Neulich im Reformhaus, sage ich: „Können Sie mir sagen, wo ich den Zitronensaft finde?“ – Verkäuferin: „Geh‘ lieber rüber zu DM, da gibt es den viel billiger!“ 

Scheiße, wenn die wüsste, wie viel teure Lebensmittel ich dank meiner Beziehung zu einer bioüberzeugten Veganerin kaufe.

Letztens mit dem Vermieter: „Hast du viel Kontakt zu den Nachbarn?“ – Ich: „Nee, eigentlich gar nicht!“ – Er: „Oh, das ist bestimmt schwer für dich und ganz anders als im Iran, da gibt es ja viel mehr Kontakt untereinander!“ 

Erbil liegt nicht im Iran und ist eine Großstadt, wo man seine Nachbarn nicht kennt. Und ich habe gar keinen Bock auf nachbarschaftliche Kontakte.

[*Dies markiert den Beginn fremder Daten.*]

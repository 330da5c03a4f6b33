//! Typed settings on top of the blob payload
//!
//! Applications usually want a settings struct rather than raw payload
//! bytes. [`TypedConfig`] stores `T` in the payload as postcard binary data,
//! zero-padded to the payload size, and uses `T::default()` whenever the
//! stored blob is stale.

use core::marker::PhantomData;

use nvconfig_hal::ByteStore;
use serde::de::DeserializeOwned;
use serde::Serialize;

use crate::defaults::PayloadDefaults;
use crate::error::ConfigError;
use crate::store::{InitOutcome, VersionedConfigStore, DEFAULT_CAPACITY};

/// Payload defaults that encode `T::default()`
pub struct PostcardDefaults<T> {
    _settings: PhantomData<fn() -> T>,
}

impl<T> PostcardDefaults<T> {
    pub const fn new() -> Self {
        Self {
            _settings: PhantomData,
        }
    }
}

impl<T> Default for PostcardDefaults<T> {
    fn default() -> Self {
        Self::new()
    }
}

impl<T: Serialize + Default> PayloadDefaults for PostcardDefaults<T> {
    fn init_payload(&mut self, payload: &mut [u8]) {
        payload.fill(0);
        if postcard::to_slice(&T::default(), payload).is_err() {
            // Unreachable through TypedConfig::new, which checks the default fits
            warn!("default settings do not fit in payload");
            payload.fill(0);
        }
    }
}

/// Versioned config store holding a postcard-encoded `T`
pub struct TypedConfig<S, T, const N: usize = DEFAULT_CAPACITY> {
    inner: VersionedConfigStore<S, PostcardDefaults<T>, N>,
}

impl<S, T, const N: usize> TypedConfig<S, T, N>
where
    S: ByteStore,
    T: Serialize + DeserializeOwned + Default,
{
    /// Create a typed store expecting `version` and `type_tag`
    ///
    /// # Errors
    /// Same as [`VersionedConfigStore::new_with_defaults`], plus
    /// [`ConfigError::Serialize`] if `T::default()` does not fit in the
    /// payload.
    pub fn new(store: S, version: u32, type_tag: &str, size: usize) -> Result<Self, ConfigError> {
        let mut inner = VersionedConfigStore::new_with_defaults(
            store,
            PostcardDefaults::new(),
            version,
            type_tag,
            size,
        )?;

        let payload = inner.payload_mut();
        postcard::to_slice(&T::default(), payload).map_err(|_| ConfigError::Serialize)?;
        payload.fill(0);

        Ok(Self { inner })
    }

    /// Load the blob and reinitialize it if it is stale
    ///
    /// On top of the version/type check, a matching blob whose payload does
    /// not decode as `T` is treated as stale too.
    pub fn init(&mut self) -> Result<InitOutcome, ConfigError> {
        let outcome = self.inner.init()?;
        if outcome.is_up_to_date() && self.settings().is_err() {
            let found_version = self.inner.version();
            warn!("stored settings do not decode, reinitializing");
            self.inner.init_from_default();
            self.inner.save_to_store()?;
            return Ok(InitOutcome::Reinitialized { found_version });
        }
        Ok(outcome)
    }

    /// Decode the settings from the buffer
    pub fn settings(&self) -> Result<T, ConfigError> {
        postcard::from_bytes(self.inner.payload()).map_err(|_| ConfigError::Deserialize)
    }

    /// Encode `settings` into the buffer without saving
    ///
    /// On error the buffer is left unchanged.
    pub fn update(&mut self, settings: &T) -> Result<(), ConfigError> {
        let payload = self.inner.payload_mut();
        let mut scratch = [0u8; N];
        let used = postcard::to_slice(settings, &mut scratch[..payload.len()])
            .map_err(|_| ConfigError::Serialize)?
            .len();

        payload.fill(0);
        payload[..used].copy_from_slice(&scratch[..used]);
        debug!("settings encoded: {} of {} payload bytes", used, payload.len());
        Ok(())
    }

    /// Write the whole blob to the store
    pub fn save(&mut self) -> Result<(), ConfigError> {
        self.inner.save_to_store()
    }

    /// Encode `settings` and save
    pub fn store_settings(&mut self, settings: &T) -> Result<(), ConfigError> {
        self.update(settings)?;
        self.save()
    }

    pub fn inner(&self) -> &VersionedConfigStore<S, PostcardDefaults<T>, N> {
        &self.inner
    }

    pub fn inner_mut(&mut self) -> &mut VersionedConfigStore<S, PostcardDefaults<T>, N> {
        &mut self.inner
    }

    /// Consume the typed store and return the underlying byte store
    pub fn into_store(self) -> S {
        self.inner.into_store()
    }
}
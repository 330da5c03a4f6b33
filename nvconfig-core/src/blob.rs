//! Persisted blob layout
//!
//! The blob is a fixed-size byte region with a packed header followed by an
//! application-owned payload. There is no compiler padding; every field sits
//! at the offset named below.
//!
//! ## Memory Map
//!
//! ```text
//!     offset  0           4                         25                size
//!             +-----------+-------------------------+-------------------+
//!             | Version   | Type tag (NUL-padded)   | Payload           |
//!             | u32 LE    | TYPE_MAX_LENGTH + 1     | opaque            |
//!             +-----------+-------------------------+-------------------+
//! ```
//!
//! ## Fields
//!
//! - `Version`: schema revision the firmware expects (4 bytes, u32, LE)
//! - `Type tag`: which configuration kind the firmware expects, up to
//!   [`TYPE_MAX_LENGTH`] bytes, always followed by at least one NUL
//! - `Payload`: everything after [`PAYLOAD_OFFSET`], interpreted only by
//!   the application

use heapless::String;

/// Offset of the version field
pub const VERSION_OFFSET: usize = 0;

/// Size of the version field in bytes
pub const VERSION_LEN: usize = core::mem::size_of::<u32>();

/// Offset of the type tag field
pub const TYPE_OFFSET: usize = VERSION_OFFSET + VERSION_LEN;

/// Maximum type tag length in bytes (excluding the terminator)
pub const TYPE_MAX_LENGTH: usize = 20;

/// Size of the type tag field in bytes
pub const TYPE_CAPACITY: usize = TYPE_MAX_LENGTH + 1;

/// Size of the fixed header
pub const HEADER_LEN: usize = TYPE_OFFSET + TYPE_CAPACITY;

/// Offset of the first payload byte
pub const PAYLOAD_OFFSET: usize = HEADER_LEN;

/// Smallest blob that can hold the header
pub const MIN_BLOB_SIZE: usize = HEADER_LEN;

/// Configuration kind identifier
///
/// Always fits the type field: construction truncates instead of failing.
#[derive(Debug, Clone, PartialEq, Eq, Default)]
pub struct TypeTag(String<TYPE_MAX_LENGTH>);

impl TypeTag {
    /// Build a tag from `tag`, truncated to fit the type field
    ///
    /// Keeps at most [`TYPE_MAX_LENGTH`] bytes, cut back to a UTF-8 char
    /// boundary. An embedded NUL ends the tag, as it would in the stored
    /// form.
    pub fn truncated(tag: &str) -> Self {
        let tag = match tag.find('\0') {
            Some(nul) => &tag[..nul],
            None => tag,
        };

        let mut end = tag.len().min(TYPE_MAX_LENGTH);
        while !tag.is_char_boundary(end) {
            end -= 1;
        }

        let mut s = String::new();
        // Cannot overflow: end <= TYPE_MAX_LENGTH
        let _ = s.push_str(&tag[..end]);
        Self(s)
    }

    pub fn as_str(&self) -> &str {
        self.0.as_str()
    }

    pub fn as_bytes(&self) -> &[u8] {
        self.0.as_bytes()
    }

    pub fn len(&self) -> usize {
        self.0.len()
    }

    pub fn is_empty(&self) -> bool {
        self.0.is_empty()
    }
}

// Field access below assumes `blob.len() >= HEADER_LEN`, which every
// VersionedConfigStore guarantees from construction.

pub(crate) fn read_version(blob: &[u8]) -> u32 {
    let mut raw = [0u8; VERSION_LEN];
    raw.copy_from_slice(&blob[VERSION_OFFSET..TYPE_OFFSET]);
    u32::from_le_bytes(raw)
}

pub(crate) fn write_version(blob: &mut [u8], version: u32) {
    blob[VERSION_OFFSET..TYPE_OFFSET].copy_from_slice(&version.to_le_bytes());
}

/// Stored tag bytes up to the first NUL
///
/// A field with no terminator yields all [`TYPE_CAPACITY`] bytes, which is
/// longer than any valid tag and so never compares equal to one.
pub(crate) fn read_type(blob: &[u8]) -> &[u8] {
    let field = &blob[TYPE_OFFSET..HEADER_LEN];
    match field.iter().position(|&b| b == 0) {
        Some(nul) => &field[..nul],
        None => field,
    }
}

pub(crate) fn write_type(blob: &mut [u8], tag: &TypeTag) {
    let field = &mut blob[TYPE_OFFSET..HEADER_LEN];
    field.fill(0);
    field[..tag.len()].copy_from_slice(tag.as_bytes());
}

#[cfg(test)]
mod tests {
    use super::*;

    #[test]
    fn test_layout_offsets() {
        assert_eq!(TYPE_OFFSET, 4);
        assert_eq!(TYPE_CAPACITY, 21);
        assert_eq!(HEADER_LEN, 25);
        assert_eq!(PAYLOAD_OFFSET, HEADER_LEN);
    }

    #[test]
    fn test_short_tag_is_kept() {
        let tag = TypeTag::truncated("relay-board");
        assert_eq!(tag.as_str(), "relay-board");
    }

    #[test]
    fn test_long_tag_is_truncated() {
        let tag = TypeTag::truncated("abcdefghijklmnopqrstuvwxyz");
        assert_eq!(tag.as_str(), "abcdefghijklmnopqrst");
        assert_eq!(tag.len(), TYPE_MAX_LENGTH);
    }

    #[test]
    fn test_truncation_respects_char_boundary() {
        // 19 ASCII bytes followed by a 2-byte char straddling the limit
        let tag = TypeTag::truncated("abcdefghijklmnopqrsé");
        assert_eq!(tag.as_str(), "abcdefghijklmnopqrs");
    }

    #[test]
    fn test_embedded_nul_ends_tag() {
        let tag = TypeTag::truncated("AB\0CD");
        assert_eq!(tag.as_str(), "AB");
    }

    #[test]
    fn test_version_is_little_endian() {
        let mut blob = [0u8; HEADER_LEN];
        write_version(&mut blob, 0x0102_0304);
        assert_eq!(&blob[..4], &[0x04, 0x03, 0x02, 0x01]);
        assert_eq!(read_version(&blob), 0x0102_0304);
    }

    #[test]
    fn test_type_field_is_nul_padded() {
        let mut blob = [0xAAu8; HEADER_LEN + 2];
        write_type(&mut blob, &TypeTag::truncated("XY"));

        assert_eq!(&blob[TYPE_OFFSET..TYPE_OFFSET + 2], b"XY");
        assert!(blob[TYPE_OFFSET + 2..HEADER_LEN].iter().all(|&b| b == 0));
        // Payload untouched
        assert_eq!(blob[HEADER_LEN], 0xAA);
        assert_eq!(read_type(&blob), b"XY");
    }

    #[test]
    fn test_unterminated_type_field_reads_full_capacity() {
        let blob = [0xFFu8; HEADER_LEN];
        assert_eq!(read_type(&blob).len(), TYPE_CAPACITY);
    }
}
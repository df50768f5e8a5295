//! In-process entry store backed by an ordered map.

use std::collections::BTreeMap;

use async_trait::async_trait;
use tokio::sync::RwLock;

use super::traits::{EntryStore, StoreError};
use crate::cache::CacheEntry;

/// Keeps entries in a `BTreeMap`, so `get_all` returns them in key order.
#[derive(Debug, Default)]
pub struct InMemoryStore {
    data: RwLock<BTreeMap<String, CacheEntry>>,
}

impl InMemoryStore {
    #[must_use]
    pub fn new() -> Self {
        Self::default()
    }

    /// Number of stored entries, across all namespaces.
    pub async fn len(&self) -> usize {
        self.data.read().await.len()
    }

    pub async fn is_empty(&self) -> bool {
        self.data.read().await.is_empty()
    }
}

#[async_trait]
impl EntryStore for InMemoryStore {
    async fn get(&self, key: &str) -> Result<Option<CacheEntry>, StoreError> {
        Ok(self.data.read().await.get(key).cloned())
    }

    async fn put(&self, key: &str, entry: CacheEntry) -> Result<(), StoreError> {
        self.data.write().await.insert(key.to_string(), entry);
        Ok(())
    }

    async fn delete(&self, key: &str) -> Result<bool, StoreError> {
        Ok(self.data.write().await.remove(key).is_some())
    }

    async fn clear(&self) -> Result<(), StoreError> {
        self.data.write().await.clear();
        Ok(())
    }

    async fn get_all(&self) -> Result<Vec<(String, CacheEntry)>, StoreError> {
        Ok(self
            .data
            .read()
            .await
            .iter()
            .map(|(key, entry)| (key.clone(), entry.clone()))
            .collect())
    }
}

An der Kasse im Supermarkt: Ich lege 20-Euro Guthabenkarte aufs Laufband und die Kassiererin weist mich freundlich und in lauten, einfachen Sätzen darauf hin, dass es auch 10-Euro Guthabenkarten gibt. Laute, deutliche Sätze und mitleidige Blicke sind immerhin besser als die skeptischen Blicke der Kaufhausdetektive.

Ich weiß nicht, wie oft ich auf meine Aussage, dass es mir nicht gut geht oder ich müde bin, gehört habe: „Oh ja, ich kann mir vorstellen, wie viel schlimme Sachen du erlebst hast, mit Krieg, dem IS und so.“

Ich war glücklicherweise noch nie im Krieg und die Geschichten aus Syrien und Afghanistan schockieren mich genauso wie alle anderen. Und selbst Kurdistan ist mir inzwischen so fremd geworden, dass ich mir nicht vorstellen kann, da irgendwann mal wieder zu leben.

Wenn mich Leute unterwegs fragen, wo ich herkomme, antworte ich ganz natürlich: „Flensburg!“ Nicht selten kommt dann die Frage: „Und wo kommst du wirklich her?“
Ich kann gut damit leben, schließlich habe ich nur 1/5 meines Lebens in Deutschland gelebt. Das ist zwar der wichtigste und prägendste Teil meines Lebens gewesen, aber ja, ich bin eingewandert.

Doch wie muss es sein für Leute, die mit Flüchtlingsgesicht in Deutschland geboren sind?